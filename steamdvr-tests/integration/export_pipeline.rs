//! Full pipeline tests: discovery through export to final files on disk.

use std::collections::HashMap;
use std::fs;
use std::sync::Arc;

use steamdvr_core::encoder::EncodingMode;
use steamdvr_core::export::ExportOptions;
use steamdvr_core::library::{AppNames, ClipLocator};
use steamdvr_core::reconstruct::SimulationFfmpeg;

use crate::support;

fn tf2_names() -> AppNames {
    AppNames::from_map(HashMap::from([(
        "440".to_string(),
        "Team Fortress 2".to_string(),
    )]))
}

#[tokio::test]
async fn discovered_clips_export_and_sources_are_deleted() {
    let tmp = tempfile::tempdir().unwrap();
    let root = tmp.path().join("clips");
    fs::create_dir_all(&root).unwrap();

    let first = support::write_clip(&root, "clip_440_20250103_181530", &[b"v1", b"v2"], &[b"a1"]);
    let second = support::write_clip(&root, "clip_440_20250104_090000", &[b"v"], &[b"a"]);
    let third = support::write_clip(&root, "clip_440_20250105_120000", &[b"x"], &[b"y"]);

    let scan = ClipLocator::new(vec![root.clone()], tf2_names())
        .scan()
        .await
        .unwrap();
    assert_eq!(scan.jobs.len(), 3);
    assert_eq!(scan.skipped, 0);
    assert!(scan.jobs.iter().all(|j| j.display_name == "Team Fortress 2"));

    let ffmpeg = Arc::new(SimulationFfmpeg::new());
    let scheduler = support::scheduler_with(ffmpeg.clone(), &tmp.path().join("work"));
    let output_dir = tmp.path().join("out");
    let (handle, events) = scheduler
        .start(
            scan.jobs,
            ExportOptions {
                mode: EncodingMode::FastCopy,
                concurrency: 2,
                output_dir: output_dir.clone(),
                delete_sources: true,
            },
        )
        .unwrap();

    support::collect_events(events).await;
    let summary = handle.wait().await.unwrap();

    assert_eq!(summary.succeeded, 3);
    assert_eq!(summary.failed, 0);
    assert_eq!(summary.cancelled, 0);
    assert!(summary.warnings.is_empty());
    assert_eq!(ffmpeg.invocations(), 3);

    let outputs = support::dir_entries(&output_dir);
    assert_eq!(outputs.len(), 3);
    for output in &outputs {
        let name = output.file_name().unwrap().to_string_lossy();
        assert!(name.starts_with("Team Fortress 2 "), "unexpected name {name}");
        assert!(name.ends_with(".DVR.mp4"), "unexpected name {name}");
    }

    // The simulation writes video bytes then audio bytes.
    let total_output: u64 = outputs
        .iter()
        .map(|p| fs::metadata(p).unwrap().len())
        .sum();
    assert_eq!(summary.total_bytes_after, total_output);
    assert_eq!(summary.total_bytes_before, summary.total_bytes_after);

    for source in [&first, &second, &third] {
        assert!(!source.exists(), "source {} not deleted", source.display());
    }
}

#[tokio::test]
async fn output_names_are_deterministic_with_collision_counters() {
    let tmp = tempfile::tempdir().unwrap();
    let jobs = vec![
        support::manual_job(&tmp.path().join("a"), "Team Fortress 2", 18),
        support::manual_job(&tmp.path().join("b"), "Team Fortress 2", 18),
        support::manual_job(&tmp.path().join("c"), "Team Fortress 2", 19),
    ];

    let ffmpeg = Arc::new(SimulationFfmpeg::new());
    let scheduler = support::scheduler_with(ffmpeg, &tmp.path().join("work"));
    let output_dir = tmp.path().join("out");
    let (handle, events) = scheduler
        .start(
            jobs,
            ExportOptions {
                mode: EncodingMode::FastCopy,
                concurrency: 1,
                output_dir: output_dir.clone(),
                delete_sources: false,
            },
        )
        .unwrap();
    support::collect_events(events).await;
    let summary = handle.wait().await.unwrap();
    assert_eq!(summary.succeeded, 3);

    for expected in [
        "Team Fortress 2 2025.01.03 - 18.15.30.00.DVR.mp4",
        "Team Fortress 2 2025.01.03 - 18.15.30.01.DVR.mp4",
        "Team Fortress 2 2025.01.03 - 19.15.30.00.DVR.mp4",
    ] {
        assert!(
            output_dir.join(expected).is_file(),
            "missing output {expected}"
        );
    }
}

#[tokio::test]
async fn broken_session_fails_without_touching_ffmpeg() {
    let tmp = tempfile::tempdir().unwrap();
    let good = support::manual_job(&tmp.path().join("good"), "Half-Life 2", 10);
    let mut bad = support::manual_job(&tmp.path().join("bad"), "Half-Life 2", 11);
    fs::remove_file(&bad.init_audio_segment).unwrap();
    bad.audio_chunks.clear();

    let good_root = good.source_root.clone();
    let bad_root = bad.source_root.clone();

    let ffmpeg = Arc::new(SimulationFfmpeg::new());
    let scheduler = support::scheduler_with(ffmpeg.clone(), &tmp.path().join("work"));
    let (handle, events) = scheduler
        .start(
            vec![good, bad],
            ExportOptions {
                mode: EncodingMode::FastCopy,
                concurrency: 1,
                output_dir: tmp.path().join("out"),
                delete_sources: true,
            },
        )
        .unwrap();
    support::collect_events(events).await;
    let summary = handle.wait().await.unwrap();

    assert_eq!(summary.succeeded, 1);
    assert_eq!(summary.failed, 1);
    // Only the healthy session reached the encoder.
    assert_eq!(ffmpeg.invocations(), 1);

    assert!(!good_root.exists());
    assert!(bad_root.exists());
}

#[tokio::test]
async fn scan_skips_sessions_missing_an_init_segment() {
    let tmp = tempfile::tempdir().unwrap();
    let root = tmp.path().join("clips");
    fs::create_dir_all(&root).unwrap();

    support::write_clip(&root, "clip_440_20250103_181530", &[b"v"], &[b"a"]);
    let broken = support::write_clip(&root, "clip_440_20250104_090000", &[b"v"], &[b"a"]);
    let session = broken.join("fg").join("clip_440_20250104_090000-session");
    fs::remove_file(session.join("init-stream1.m4s")).unwrap();

    let scan = ClipLocator::new(vec![root], tf2_names()).scan().await.unwrap();
    assert_eq!(scan.jobs.len(), 1);
    assert_eq!(scan.skipped, 1);
}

*-*-*

- **Instructions for the task**: Output each line of the data exactly as it stands above.

- **Answer to this exercise**:
filename steamdvr-tests/integration/export_pipeline.rs
//! Full pipeline tests: discovery through export to final files on disk.

use std::collections::HashMap;
use std::fs;
use std::sync::Arc;

use steamdvr_core::encoder::EncodingMode;
use steamdvr_core::export::ExportOptions;
use steamdvr_core::library::{AppNames, ClipLocator};
use steamdvr_core::reconstruct::SimulationFfmpeg;

use crate::support;

fn tf2_names() -> AppNames {
    AppNames::from_map(HashMap::from([(
        "440".to_string(),
        "Team Fortress 2".to_string(),
    )]))
}

#[tokio::test]
async fn discovered_clips_export_and_sources_are_deleted() {
    let tmp = tempfile::tempdir().unwrap();
    let root = tmp.path().join("clips");
    fs::create_dir_all(&root).unwrap();

    let first = support::write_clip(&root, "clip_440_20250103_181530", &[b"v1", b"v2"], &[b"a1"]);
    let second = support::write_clip(&root, "clip_440_20250104_090000", &[b"v"], &[b"a"]);
    let third = support::write_clip(&root, "clip_440_20250105_120000", &[b"x"], &[b"y"]);

    let scan = ClipLocator::new(vec![root.clone()], tf2_names())
        .scan()
        .await
        .unwrap();
    assert_eq!(scan.jobs.len(), 3);
    assert_eq!(scan.skipped, 0);
    assert!(scan.jobs.iter().all(|j| j.display_name == "Team Fortress 2"));

    let ffmpeg = Arc::new(SimulationFfmpeg::new());
    let scheduler = support::scheduler_with(ffmpeg.clone(), &tmp.path().join("work"));
    let output_dir = tmp.path().join("out");
    let (handle, events) = scheduler
        .start(
            scan.jobs,
            ExportOptions {
                mode: EncodingMode::FastCopy,
                concurrency: 2,
                output_dir: output_dir.clone(),
                delete_sources: true,
            },
        )
        .unwrap();

    support::collect_events(events).await;
    let summary = handle.wait().await.unwrap();

    assert_eq!(summary.succeeded, 3);
    assert_eq!(summary.failed, 0);
    assert_eq!(summary.cancelled, 0);
    assert!(summary.warnings.is_empty());
    assert_eq!(ffmpeg.invocations(), 3);

    let outputs = support::dir_entries(&output_dir);
    assert_eq!(outputs.len(), 3);
    for output in &outputs {
        let name = output.file_name().unwrap().to_string_lossy();
        assert!(name.starts_with("Team Fortress 2 "), "unexpected name {name}");
        assert!(name.ends_with(".DVR.mp4"), "unexpected name {name}");
    }

    // The simulation writes video bytes then audio bytes.
    let total_output: u64 = outputs
        .iter()
        .map(|p| fs::metadata(p).unwrap().len())
        .sum();
    assert_eq!(summary.total_bytes_after, total_output);
    assert_eq!(summary.total_bytes_before, summary.total_bytes_after);

    for source in [&first, &second, &third] {
        assert!(!source.exists(), "source {} not deleted", source.display());
    }
}

#[tokio::test]
async fn output_names_are_deterministic_with_collision_counters() {
    let tmp = tempfile::tempdir().unwrap();
    let jobs = vec![
        support::manual_job(&tmp.path().join("a"), "Team Fortress 2", 18),
        support::manual_job(&tmp.path().join("b"), "Team Fortress 2", 18),
        support::manual_job(&tmp.path().join("c"), "Team Fortress 2", 19),
    ];

    let ffmpeg = Arc::new(SimulationFfmpeg::new());
    let scheduler = support::scheduler_with(ffmpeg, &tmp.path().join("work"));
    let output_dir = tmp.path().join("out");
    let (handle, events) = scheduler
        .start(
            jobs,
            ExportOptions {
                mode: EncodingMode::FastCopy,
                concurrency: 1,
                output_dir: output_dir.clone(),
                delete_sources: false,
            },
        )
        .unwrap();
    support::collect_events(events).await;
    let summary = handle.wait().await.unwrap();
    assert_eq!(summary.succeeded, 3);

    for expected in [
        "Team Fortress 2 2025.01.03 - 18.15.30.00.DVR.mp4",
        "Team Fortress 2 2025.01.03 - 18.15.30.01.DVR.mp4",
        "Team Fortress 2 2025.01.03 - 19.15.30.00.DVR.mp4",
    ] {
        assert!(
            output_dir.join(expected).is_file(),
            "missing output {expected}"
        );
    }
}

#[tokio::test]
async fn broken_session_fails_without_touching_ffmpeg() {
    let tmp = tempfile::tempdir().unwrap();
    let good = support::manual_job(&tmp.path().join("good"), "Half-Life 2", 10);
    let mut bad = support::manual_job(&tmp.path().join("bad"), "Half-Life 2", 11);
    fs::remove_file(&bad.init_audio_segment).unwrap();
    bad.audio_chunks.clear();

    let good_root = good.source_root.clone();
    let bad_root = bad.source_root.clone();

    let ffmpeg = Arc::new(SimulationFfmpeg::new());
    let scheduler = support::scheduler_with(ffmpeg.clone(), &tmp.path().join("work"));
    let (handle, events) = scheduler
        .start(
            vec![good, bad],
            ExportOptions {
                mode: EncodingMode::FastCopy,
                concurrency: 1,
                output_dir: tmp.path().join("out"),
                delete_sources: true,
            },
        )
        .unwrap();
    support::collect_events(events).await;
    let summary = handle.wait().await.unwrap();

    assert_eq!(summary.succeeded, 1);
    assert_eq!(summary.failed, 1);
    // Only the healthy session reached the encoder.
    assert_eq!(ffmpeg.invocations(), 1);

    assert!(!good_root.exists());
    assert!(bad_root.exists());
}

#[tokio::test]
async fn scan_skips_sessions_missing_an_init_segment() {
    let tmp = tempfile::tempdir().unwrap();
    let root = tmp.path().join("clips");
    fs::create_dir_all(&root).unwrap();

    support::write_clip(&root, "clip_440_20250103_181530", &[b"v"], &[b"a"]);
    let broken = support::write_clip(&root, "clip_440_20250104_090000", &[b"v"], &[b"a"]);
    let session = broken.join("fg").join("clip_440_20250104_090000-session");
    fs::remove_file(session.join("init-stream1.m4s")).unwrap();

    let scan = ClipLocator::new(vec![root], tf2_names()).scan().await.unwrap();
    assert_eq!(scan.jobs.len(), 1);
    assert_eq!(scan.skipped, 1);
}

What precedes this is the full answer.